L'histoire de la famille de Castries est liée à celle de Montpellier et de Sète. Charles Eugène Gabriel, marquis de Castries, était gouverneur des deux villes. Son fils, issu d'un premier mariage, Armand Charles Augustin fut honoré du titre de duc de Castries et ne fut pas oublié en son temps en Languedoc.

Pourtant, elle semble bien parisienne cette aristocratique famille. Charles Eugène, le vainqueur de Klosterkamp, naquit à Paris et mourut en émigration en Allemagne. Son fils, Armand Charles Augustin (1752-1842), naquit et mourut à Paris. Peut-être dans l'hôtel de Castries (72 rue de Varennes à Paris) ou dans le château d'Ollainville que possédait le marquis. Un héritage le mit à la tête d'une belle fortune qui lui permit d'embellir son hôtel, d'acquérir une autre propriété à Antony et de tenir son rang. Car Charles Eugène, marquis de Castries, devint un des principaux personnages du royaume. La gloire du combat de Klosterkamp, gravée dans le marbre à Montpellier, le servit sans doute, mais sa naissance et ses talents en firent un des dirigeants du pays. Notons pour l'anecdote que "la fontaine aux licornes" et ses étranges quadrupèdes ne gagneront la place de la Canourgue qu'en 1865, après son agrandissement en 1860. Mais le marquis devint maréchal de France et un ministre de la Marine travailleur et efficace. Sont action sera déterminante dans la guerre d'Indépendance américaine. A la paix, il mènera un important effort de législation et de réorganisation. Il fut un grand ministre de la Marine.

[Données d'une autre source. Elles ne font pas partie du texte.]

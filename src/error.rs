//! Error types at the library seams.

use std::path::PathBuf;
use thiserror::Error;

/// Failure talking to the analysis service.
#[derive(Error, Debug)]
pub enum ServiceError {
    #[error("{0}")]
    Transport(String),

    #[error("{context} (HTTP {status})")]
    Status { context: &'static str, status: u16 },

    #[error("invalid response body: {0}")]
    Decode(String),
}

impl From<reqwest::Error> for ServiceError {
    fn from(e: reqwest::Error) -> Self {
        if e.is_decode() {
            ServiceError::Decode(e.to_string())
        } else {
            ServiceError::Transport(e.to_string())
        }
    }
}

impl From<serde_json::Error> for ServiceError {
    fn from(e: serde_json::Error) -> Self {
        ServiceError::Decode(e.to_string())
    }
}

/// Why an analyze or export submission did not complete.
#[derive(Error, Debug)]
pub enum SubmitError {
    #[error("Select a video file first.")]
    NoFileSelected,

    #[error("another request is already in flight")]
    Busy,

    #[error("could not read {}: {source}", path.display())]
    ReadFile {
        path: PathBuf,
        #[source]
        source: std::io::Error,
    },

    #[error("could not save {}: {source}", path.display())]
    SaveCsv {
        path: PathBuf,
        #[source]
        source: std::io::Error,
    },

    #[error(transparent)]
    Service(#[from] ServiceError),
}

#[derive(Error, Debug, PartialEq)]
pub enum ConfigError {
    #[error("unknown setting: {0}")]
    UnknownField(String),

    #[error("{field} expects a {expected} value")]
    KindMismatch {
        field: &'static str,
        expected: &'static str,
    },

    #[error("{field}: '{input}' is not a number")]
    InvalidNumber { field: &'static str, input: String },
}
//! Presentation-ready projection of an analysis result.
//!
//! Total over any document shape: missing or malformed values render as
//! [`PLACEHOLDER`], never as an error or a zero.

use crate::model::{AnalysisResult, PunchEvent};
use serde_json::Value;

pub const PLACEHOLDER: &str = "-";
pub const MAX_EVENT_ROWS: usize = 40;
pub const DEFAULT_DIGITS: usize = 3;

#[derive(Debug, Clone, PartialEq, Eq)]
pub struct SummaryCard {
    pub label: &'static str,
    pub value: String,
}

#[derive(Debug, Clone, PartialEq, Eq)]
pub struct EventRow {
    pub time_sec: String,
    pub hand: String,
    pub kind: String,
    pub confidence: String,
    pub counted: &'static str,
}

#[derive(Debug, Clone, PartialEq, Eq)]
pub struct ViewModel {
    pub cards: Vec<SummaryCard>,
    pub events: Vec<EventRow>,
    /// Events in the result, including those beyond the table limit.
    pub total_events: usize,
}

pub fn project(result: &AnalysisResult) -> ViewModel {
    let stats = result.video_stats.as_ref();
    let analytics = stats.and_then(|s| s.analytics.as_ref());

    let cards = vec![
        card("Counted punches", display_raw(stats.and_then(|s| s.counted_punches.as_ref()))),
        card("Raw detections", display_raw(stats.and_then(|s| s.detected_punches_raw.as_ref()))),
        card("Pose coverage", format_num(stats.and_then(|s| s.pose_coverage.as_ref()), 2)),
        card(
            "Punches / minute",
            display_raw(analytics.and_then(|a| a.punches_per_minute.as_ref())),
        ),
        card("Combo count", display_raw(analytics.and_then(|a| a.combo_count.as_ref()))),
        card("Max combo", display_raw(analytics.and_then(|a| a.max_combo.as_ref()))),
    ];

    let all = result.events();
    ViewModel {
        cards,
        events: all.iter().take(MAX_EVENT_ROWS).map(event_row).collect(),
        total_events: all.len(),
    }
}

fn card(label: &'static str, value: String) -> SummaryCard {
    SummaryCard { label, value }
}

fn event_row(e: &PunchEvent) -> EventRow {
    EventRow {
        time_sec: format_num(e.time_sec.as_ref(), 3),
        hand: display_text(e.hand.as_ref()),
        kind: display_text(e.kind.as_ref()),
        confidence: format_num(e.confidence.as_ref(), 2),
        counted: if is_truthy(e.counted.as_ref()) { "yes" } else { "no" },
    }
}

/// Fixed-point rendering with `digits` decimals, or the placeholder when the value
/// is absent or does not coerce to a finite number.
pub fn format_num(value: Option<&Value>, digits: usize) -> String {
    match value.and_then(coerce_number) {
        Some(n) => format!("{n:.digits$}"),
        None => PLACEHOLDER.to_string(),
    }
}

/// Numeric coercion of a loosely typed value. Numeric strings are trimmed and parsed,
/// an empty string counts as zero, booleans as one and zero.
fn coerce_number(v: &Value) -> Option<f64> {
    let n = match v {
        Value::Number(n) => n.as_f64()?,
        Value::String(s) => {
            let s = s.trim();
            if s.is_empty() {
                0.0
            } else {
                s.parse::<f64>().ok()?
            }
        }
        Value::Bool(b) => f64::from(u8::from(*b)),
        Value::Null | Value::Array(_) | Value::Object(_) => return None,
    };
    n.is_finite().then_some(n)
}

/// Card value shown as received; only absence maps to the placeholder.
fn display_raw(value: Option<&Value>) -> String {
    match value {
        None | Some(Value::Null) => PLACEHOLDER.to_string(),
        Some(Value::String(s)) => s.clone(),
        Some(other) => other.to_string(),
    }
}

fn display_text(value: Option<&Value>) -> String {
    match value {
        None | Some(Value::Null) => String::new(),
        Some(Value::String(s)) => s.clone(),
        Some(other) => other.to_string(),
    }
}

fn is_truthy(value: Option<&Value>) -> bool {
    match value {
        None | Some(Value::Null) => false,
        Some(Value::Bool(b)) => *b,
        Some(Value::Number(n)) => n.as_f64().is_some_and(|f| f != 0.0 && !f.is_nan()),
        Some(Value::String(s)) => !s.is_empty(),
        Some(Value::Array(_)) | Some(Value::Object(_)) => true,
    }
}
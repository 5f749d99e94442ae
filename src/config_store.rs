//! Detection parameter store.
//!
//! Holds the one configuration of a session. Every edit produces a whole new
//! configuration with exactly one field replaced. Ranges are not checked here.

use crate::error::ConfigError;
use crate::model::{ConfigField, ConfigValue, DetectionConfig};

#[derive(Debug, Clone, Default)]
pub struct ConfigStore {
    current: DetectionConfig,
}

impl ConfigStore {
    pub fn new(initial: DetectionConfig) -> Self {
        Self { current: initial }
    }

    pub fn get(&self) -> &DetectionConfig {
        &self.current
    }

    /// Replace one field. A value of the wrong kind leaves the store untouched.
    pub fn set(&mut self, field: ConfigField, value: ConfigValue) -> Result<&DetectionConfig, ConfigError> {
        self.current = with_field(&self.current, field, value)?;
        Ok(&self.current)
    }

    /// Same as [`ConfigStore::set`], addressing the field by its wire name.
    pub fn set_by_name(&mut self, name: &str, value: ConfigValue) -> Result<&DetectionConfig, ConfigError> {
        let field =
            ConfigField::from_name(name).ok_or_else(|| ConfigError::UnknownField(name.to_string()))?;
        self.set(field, value)
    }
}

/// Copy of `cfg` with `field` set to `value`.
pub fn with_field(
    cfg: &DetectionConfig,
    field: ConfigField,
    value: ConfigValue,
) -> Result<DetectionConfig, ConfigError> {
    let mut next = cfg.clone();
    match (field, value) {
        (ConfigField::Preset, ConfigValue::Text(s)) => next.preset = s,
        (ConfigField::Preset, ConfigValue::Number(_)) => {
            return Err(ConfigError::KindMismatch {
                field: field.name(),
                expected: "text",
            })
        }
        (_, ConfigValue::Text(_)) => {
            return Err(ConfigError::KindMismatch {
                field: field.name(),
                expected: "numeric",
            })
        }
        (ConfigField::MinConfidence, ConfigValue::Number(n)) => next.min_confidence = n,
        (ConfigField::MinVisibility, ConfigValue::Number(n)) => next.min_visibility = n,
        (ConfigField::SpeedThreshold, ConfigValue::Number(n)) => next.speed_threshold = n,
        (ConfigField::ExtensionThreshold, ConfigValue::Number(n)) => next.extension_threshold = n,
        (ConfigField::ElbowAngleThreshold, ConfigValue::Number(n)) => {
            next.elbow_angle_threshold = n
        }
        (ConfigField::CooldownSec, ConfigValue::Number(n)) => next.cooldown_sec = n,
        (ConfigField::ComboGapSec, ConfigValue::Number(n)) => next.combo_gap_sec = n,
        (ConfigField::TimelineBucketSec, ConfigValue::Number(n)) => next.timeline_bucket_sec = n,
    }
    Ok(next)
}
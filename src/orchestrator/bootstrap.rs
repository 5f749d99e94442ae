//! Session start: service health and preset discovery.

use crate::engine::PunchService;
use crate::model::{HealthStatus, PresetCatalog};

/// Fetch health and presets concurrently. Neither fetch can fail the other and
/// neither surfaces an error: health degrades to "unreachable", presets to the default.
pub(crate) async fn bootstrap(service: &dyn PunchService) -> (HealthStatus, PresetCatalog) {
    tokio::join!(load_health(service), load_presets(service))
}

async fn load_health(service: &dyn PunchService) -> HealthStatus {
    match service.health().await {
        Ok(resp) => {
            let health = HealthStatus::from_status(resp.status_text());
            log::info!("health: {}", health.text);
            health
        }
        Err(e) => {
            log::warn!("health check failed: {e}");
            HealthStatus::unreachable()
        }
    }
}

async fn load_presets(service: &dyn PunchService) -> PresetCatalog {
    match service.settings_presets().await {
        Ok(resp) => {
            let names = resp.preset_names();
            if names.is_empty() {
                log::debug!("service offered no presets, keeping default");
            }
            PresetCatalog::from_names(names)
        }
        Err(e) => {
            log::debug!("preset fetch failed, keeping default: {e}");
            PresetCatalog::default()
        }
    }
}
//! Database connection management with pragma configuration.
//!
//! Opens the SQLite database backing every named cache store, applies
//! pragmas (WAL, foreign keys for store → entry cascades) and runs migrations.

use super::migrations;
use crate::Error;
use std::path::Path;
use tokio_rusqlite::Connection;

const PRAGMAS: &str = "PRAGMA journal_mode=WAL;
     PRAGMA synchronous=NORMAL;
     PRAGMA temp_store=MEMORY;
     PRAGMA foreign_keys=ON;";

/// Cache storage handle.
///
/// Wraps a tokio-rusqlite Connection that runs statements on a background
/// thread. Cloning is cheap and every clone talks to the same database.
#[derive(Clone, Debug)]
pub struct CacheDb {
    pub(crate) conn: Connection,
}

impl CacheDb {
    /// Open a database at the specified path.
    ///
    /// Creates the file if it doesn't exist, applies pragmas,
    /// and runs any pending migrations.
    pub async fn open(path: impl AsRef<Path>) -> Result<Self, Error> {
        let conn = Connection::open(path).await.map_err(|e| Error::Database(e.into()))?;
        Self::configure(conn).await
    }

    /// Open an in-memory database for testing.
    pub async fn open_in_memory() -> Result<Self, Error> {
        let conn = Connection::open_in_memory()
            .await
            .map_err(|e| Error::Database(e.into()))?;
        Self::configure(conn).await
    }

    async fn configure(conn: Connection) -> Result<Self, Error> {
        conn.call(|conn| {
            conn.execute_batch(PRAGMAS)?;
            Ok(())
        })
        .await
        .map_err(Error::Database)?;

        migrations::run(&conn).await?;

        Ok(Self { conn })
    }
}
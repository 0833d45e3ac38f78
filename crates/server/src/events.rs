//! Platform events delivered by the host.

use haven_core::Request;
use serde::{Deserialize, Serialize};
use serde_json::Value;

/// One platform event, tagged by `kind` on the wire.
#[derive(Debug, Clone, PartialEq, Serialize, Deserialize)]
#[serde(tag = "kind", rename_all = "snake_case")]
pub enum Event {
    Install,
    Activate,
    Fetch {
        request: Request,
    },
    /// A message posted by an application instance. `ports` are reply
    /// channel ids the host can route a response to.
    Message {
        data: Value,
        #[serde(default)]
        ports: Vec<u64>,
    },
    Sync {
        tag: String,
    },
    Push {
        /// Payload text; absent when the push carried no data.
        #[serde(default)]
        data: Option<String>,
    },
    NotificationClick {
        #[serde(default)]
        action: String,
    },
    /// The page wrote (or removed, with `value: null`) a local storage key.
    Storage {
        key: String,
        #[serde(default)]
        value: Option<String>,
    },
    /// An uncaught error the host observed in the worker context.
    Error {
        message: String,
    },
    UnhandledRejection {
        #[serde(default)]
        reason: Value,
    },
}

/// Dispatch key for an `Event`.
#[derive(Debug, Clone, Copy, PartialEq, Eq, Hash)]
pub enum EventKind {
    Install,
    Activate,
    Fetch,
    Message,
    Sync,
    Push,
    NotificationClick,
    Storage,
    Error,
    UnhandledRejection,
}

impl Event {
    pub fn kind(&self) -> EventKind {
        match self {
            Event::Install => EventKind::Install,
            Event::Activate => EventKind::Activate,
            Event::Fetch { .. } => EventKind::Fetch,
            Event::Message { .. } => EventKind::Message,
            Event::Sync { .. } => EventKind::Sync,
            Event::Push { .. } => EventKind::Push,
            Event::NotificationClick { .. } => EventKind::NotificationClick,
            Event::Storage { .. } => EventKind::Storage,
            Event::Error { .. } => EventKind::Error,
            Event::UnhandledRejection { .. } => EventKind::UnhandledRejection,
        }
    }
}

impl std::fmt::Display for EventKind {
    fn fmt(&self, f: &mut std::fmt::Formatter<'_>) -> std::fmt::Result {
        let name = match self {
            EventKind::Install => "install",
            EventKind::Activate => "activate",
            EventKind::Fetch => "fetch",
            EventKind::Message => "message",
            EventKind::Sync => "sync",
            EventKind::Push => "push",
            EventKind::NotificationClick => "notification_click",
            EventKind::Storage => "storage",
            EventKind::Error => "error",
            EventKind::UnhandledRejection => "unhandled_rejection",
        };
        f.write_str(name)
    }
}
//! Push notification display and notification clicks.

use haven_core::{NotificationConfig, WorkerConfig};
use serde::{Deserialize, Serialize};

use crate::outcome::{Effect, Outcome};

/// Action id of the primary "open the app" button.
pub const ACTION_EXPLORE: &str = "explore";
/// Action id of the dismiss button.
pub const ACTION_CLOSE: &str = "close";

/// A notification for the host to display.
#[derive(Debug, Clone, PartialEq, Serialize, Deserialize)]
pub struct Notification {
    pub title: String,
    pub options: NotificationOptions,
}

#[derive(Debug, Clone, PartialEq, Serialize, Deserialize)]
#[serde(rename_all = "camelCase")]
pub struct NotificationOptions {
    pub body: String,
    pub icon: String,
    pub badge: String,
    pub vibrate: Vec<u32>,
    pub data: NotificationData,
    pub actions: Vec<NotificationAction>,
}

#[derive(Debug, Clone, PartialEq, Eq, Serialize, Deserialize)]
#[serde(rename_all = "camelCase")]
pub struct NotificationData {
    /// Unix milliseconds.
    pub date_of_arrival: i64,
    pub primary_key: u32,
}

#[derive(Debug, Clone, PartialEq, Eq, Serialize, Deserialize)]
pub struct NotificationAction {
    pub action: String,
    pub title: String,
    pub icon: String,
}

impl Notification {
    /// Build the fixed-shape notification for a push payload.
    pub fn for_push(config: &NotificationConfig, payload: Option<&str>, arrived_at_ms: i64) -> Self {
        let action = |action: &str, title: &str| NotificationAction {
            action: action.into(),
            title: title.into(),
            icon: config.icon.clone(),
        };

        Self {
            title: config.title.clone(),
            options: NotificationOptions {
                body: payload.map_or_else(|| config.default_body.clone(), str::to_string),
                icon: config.icon.clone(),
                badge: config.badge.clone(),
                vibrate: config.vibrate.clone(),
                data: NotificationData { date_of_arrival: arrived_at_ms, primary_key: 1 },
                actions: vec![action(ACTION_EXPLORE, "Open"), action(ACTION_CLOSE, "Dismiss")],
            },
        }
    }
}

/// Show a notification for a received push.
pub fn handle_push(config: &WorkerConfig, payload: Option<&str>) -> Outcome {
    tracing::info!(has_payload = payload.is_some(), "push received");
    let notification = Notification::for_push(&config.notification, payload, chrono::Utc::now().timestamp_millis());
    Outcome::effects(vec![Effect::ShowNotification { notification }])
}

/// Close the clicked notification; the primary action also brings up the app.
pub fn handle_notification_click(config: &WorkerConfig, action: &str) -> Outcome {
    tracing::info!(action, "notification clicked");

    let mut effects = vec![Effect::CloseNotification];
    if action == ACTION_EXPLORE {
        effects.push(Effect::FocusOrOpenWindow { url: config.notification.app_url.clone() });
    }
    Outcome::effects(effects)
}
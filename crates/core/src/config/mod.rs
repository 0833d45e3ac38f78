//! Worker configuration with layered loading.
//!
//! This module provides configuration management using figment for layered
//! configuration loading from multiple sources:
//!
//! 1. Environment variables (HAVEN_*)
//! 2. TOML config file (if HAVEN_CONFIG_FILE set)
//! 3. Built-in defaults
//!
//! The loaded value is immutable; the worker shares it behind an `Arc`.

use std::path::PathBuf;
use std::time::Duration;

use figment::{
    Figment,
    providers::{Env, Format, Serialized, Toml},
};
use serde::{Deserialize, Serialize};
use url::Url;

mod validation;

pub use validation::ConfigError;

/// Worker configuration with layered loading.
///
/// Loading precedence (highest wins):
/// 1. Environment variables (HAVEN_*, `__` separates nested keys)
/// 2. TOML config file (if HAVEN_CONFIG_FILE set)
/// 3. Built-in defaults
#[derive(Debug, Clone, Serialize, Deserialize)]
pub struct WorkerConfig {
    /// Path to the SQLite database holding every cache store.
    ///
    /// Set via HAVEN_DB_PATH environment variable.
    #[serde(default = "default_db_path")]
    pub db_path: PathBuf,

    /// Origin of the application the worker serves.
    ///
    /// Relative request URLs resolve against it and responses from it are
    /// classified as same-origin.
    #[serde(default = "default_origin")]
    pub origin: String,

    /// Version tag of the pre-populated store.
    #[serde(default = "default_static_cache_name")]
    pub static_cache_name: String,

    /// Version tag of the runtime store. Reported by `GET_VERSION`.
    #[serde(default = "default_dynamic_cache_name")]
    pub dynamic_cache_name: String,

    /// URLs fetched and stored at install time. `/` is always skipped.
    #[serde(default = "default_precache_manifest")]
    pub precache_manifest: Vec<String>,

    /// Substrings that keep a request away from the cache entirely.
    #[serde(default = "default_exclude_patterns")]
    pub exclude_patterns: Vec<String>,

    /// Substrings that make a fresh network response worth storing.
    #[serde(default = "default_cacheable_patterns")]
    pub cacheable_patterns: Vec<String>,

    /// Document served to failed navigations before the offline page.
    #[serde(default = "default_root_document")]
    pub root_document: String,

    /// Background sync tag that triggers backup reconciliation.
    #[serde(default = "default_sync_tag")]
    pub sync_tag: String,

    /// Host storage key holding the backup records.
    #[serde(default = "default_backup_storage_key")]
    pub backup_storage_key: String,

    /// User-Agent string for network requests.
    ///
    /// Set via HAVEN_USER_AGENT environment variable.
    #[serde(default = "default_user_agent")]
    pub user_agent: String,

    /// HTTP request timeout in milliseconds.
    ///
    /// Set via HAVEN_TIMEOUT_MS environment variable.
    #[serde(default = "default_timeout_ms")]
    pub timeout_ms: u64,

    /// Maximum bytes to read per response.
    ///
    /// Set via HAVEN_MAX_BYTES environment variable.
    #[serde(default = "default_max_bytes")]
    pub max_bytes: usize,

    /// Concurrent manifest fetches during install.
    #[serde(default = "default_install_concurrency")]
    pub install_concurrency: usize,

    /// Push notification presentation.
    #[serde(default)]
    pub notification: NotificationConfig,
}

/// Fixed presentation of push notifications.
#[derive(Debug, Clone, PartialEq, Serialize, Deserialize)]
pub struct NotificationConfig {
    #[serde(default = "default_notification_title")]
    pub title: String,

    /// Body used when the push carries no payload.
    #[serde(default = "default_notification_body")]
    pub default_body: String,

    #[serde(default = "default_icon")]
    pub icon: String,

    #[serde(default = "default_icon")]
    pub badge: String,

    #[serde(default = "default_vibrate")]
    pub vibrate: Vec<u32>,

    /// Window opened or focused by the primary action.
    #[serde(default = "default_app_url")]
    pub app_url: String,
}

fn default_db_path() -> PathBuf {
    PathBuf::from("./haven-cache.sqlite")
}

fn default_origin() -> String {
    "http://localhost:8080".into()
}

fn default_static_cache_name() -> String {
    "request-system-static-v1.0.0".into()
}

fn default_dynamic_cache_name() -> String {
    "request-system-v1.0.0".into()
}

fn default_precache_manifest() -> Vec<String> {
    [
        "/",
        "/index.html",
        "/manifest.json",
        "https://www.gstatic.com/firebasejs/10.7.1/firebase-app.js",
        "https://www.gstatic.com/firebasejs/10.7.1/firebase-firestore.js",
        "https://www.gstatic.com/firebasejs/10.7.1/firebase-auth.js",
        "https://unpkg.com/xlsx@0.18.5/dist/xlsx.full.min.js",
        "/icon-192.png",
        "/icon-512.png",
    ]
    .into_iter()
    .map(String::from)
    .collect()
}

fn default_exclude_patterns() -> Vec<String> {
    vec!["/admin".into(), "firebase".into(), "firestore".into()]
}

fn default_cacheable_patterns() -> Vec<String> {
    vec![".html".into(), ".js".into(), ".css".into(), "firebase".into()]
}

fn default_root_document() -> String {
    "/index.html".into()
}

fn default_sync_tag() -> String {
    "background-sync".into()
}

fn default_backup_storage_key() -> String {
    "requests_backup".into()
}

fn default_user_agent() -> String {
    "haven-worker/0.1".into()
}

fn default_timeout_ms() -> u64 {
    20_000
}

fn default_max_bytes() -> usize {
    10_485_760 // 10MB
}

fn default_install_concurrency() -> usize {
    4
}

fn default_notification_title() -> String {
    "Request Manager".into()
}

fn default_notification_body() -> String {
    "A new request has been registered.".into()
}

fn default_icon() -> String {
    "/icon-192.png".into()
}

fn default_vibrate() -> Vec<u32> {
    vec![200, 100, 200]
}

fn default_app_url() -> String {
    "/".into()
}

impl Default for NotificationConfig {
    fn default() -> Self {
        Self {
            title: default_notification_title(),
            default_body: default_notification_body(),
            icon: default_icon(),
            badge: default_icon(),
            vibrate: default_vibrate(),
            app_url: default_app_url(),
        }
    }
}

impl Default for WorkerConfig {
    fn default() -> Self {
        Self {
            db_path: default_db_path(),
            origin: default_origin(),
            static_cache_name: default_static_cache_name(),
            dynamic_cache_name: default_dynamic_cache_name(),
            precache_manifest: default_precache_manifest(),
            exclude_patterns: default_exclude_patterns(),
            cacheable_patterns: default_cacheable_patterns(),
            root_document: default_root_document(),
            sync_tag: default_sync_tag(),
            backup_storage_key: default_backup_storage_key(),
            user_agent: default_user_agent(),
            timeout_ms: default_timeout_ms(),
            max_bytes: default_max_bytes(),
            install_concurrency: default_install_concurrency(),
            notification: NotificationConfig::default(),
        }
    }
}

impl WorkerConfig {
    /// Timeout as Duration for use with reqwest/tokio.
    pub fn timeout(&self) -> Duration {
        Duration::from_millis(self.timeout_ms)
    }

    /// The parsed application origin.
    ///
    /// # Errors
    ///
    /// Returns `ConfigError::Invalid` if `origin` is not an absolute http(s) URL.
    pub fn origin_url(&self) -> Result<Url, ConfigError> {
        let url = Url::parse(&self.origin)
            .map_err(|e| ConfigError::Invalid { field: "origin".into(), reason: e.to_string() })?;
        match url.scheme() {
            "http" | "https" => Ok(url),
            scheme => Err(ConfigError::Invalid { field: "origin".into(), reason: format!("unsupported scheme {scheme}") }),
        }
    }

    /// Whether a store name is one of the two current version tags.
    pub fn is_current_cache(&self, name: &str) -> bool {
        name == self.static_cache_name || name == self.dynamic_cache_name
    }

    /// Load configuration from all sources with layered precedence.
    ///
    /// Priority (highest wins):
    /// 1. Environment variables prefixed with `HAVEN_`
    /// 2. TOML file from `HAVEN_CONFIG_FILE` (if set)
    /// 3. Built-in defaults via `Default::default()`
    ///
    /// # Errors
    ///
    /// Returns `ConfigError` if:
    /// - Configuration file cannot be read
    /// - Environment variables cannot be parsed
    /// - Validation fails after loading
    pub fn load() -> Result<Self, ConfigError> {
        let mut figment = Figment::from(Serialized::defaults(Self::default()));

        if let Ok(config_path) = std::env::var("HAVEN_CONFIG_FILE") {
            figment = figment.merge(Toml::file(&config_path));
        }

        figment = figment.merge(
            Env::prefixed("HAVEN_")
                .ignore(&["CONFIG_FILE"])
                .map(|key| key.as_str().to_lowercase().into())
                .split("__"),
        );

        let config: Self = figment.extract().map_err(|e| ConfigError::LoadFailed(e.to_string()))?;

        config.validate()?;

        Ok(config)
    }
}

Et Cette ? Et bien, dans ce "port royal", compte tenu du poids des hiérarchies sociales et des coutumes d'Ancien Régime, on fêtait les de Castries quand cela paraissait nécessaire. Le 20 mars 1781, la Communauté cettoise offrit au fils du ministre et désormais duc une belle fête pour l'entrée solennelle de Charles  André Augustin de la Croix de Castries dans la bonne ville de Cette. On dressa des arcs de triomphe, on illumina la cité. Les invités furent accueillis par force "décharges de boëtes" (nos bombes à poudre actuelles). Et puis, on a soupé, arrosant le repas de vin de Malaga, on a admiré les "fuzées" du feu d'artifice et l'on a dansé. Bal, feu de joie, fontaines de vin. La fête est belle pour la jeunesse. Et puis, l'on n'oublie pas le père, le gouverneur. Certes, il ne réside pas. Mais ceux qui signent leurs lettres aux autorités "vos humbles et obéissants serviteurs" fêtent l'accession du marquis au maréchalat le 21 septembre 1783. On organise des joutes, bien sûr! On fait repeindre les pavois. Le sieur Lambe, serrurier, ferre les lances. La veuve Marie Gachon apprête drapeaux et écharpes. Un sieur Humbert offre deux montres aux jouteurs (le tiers de la dépense totale tout de même!).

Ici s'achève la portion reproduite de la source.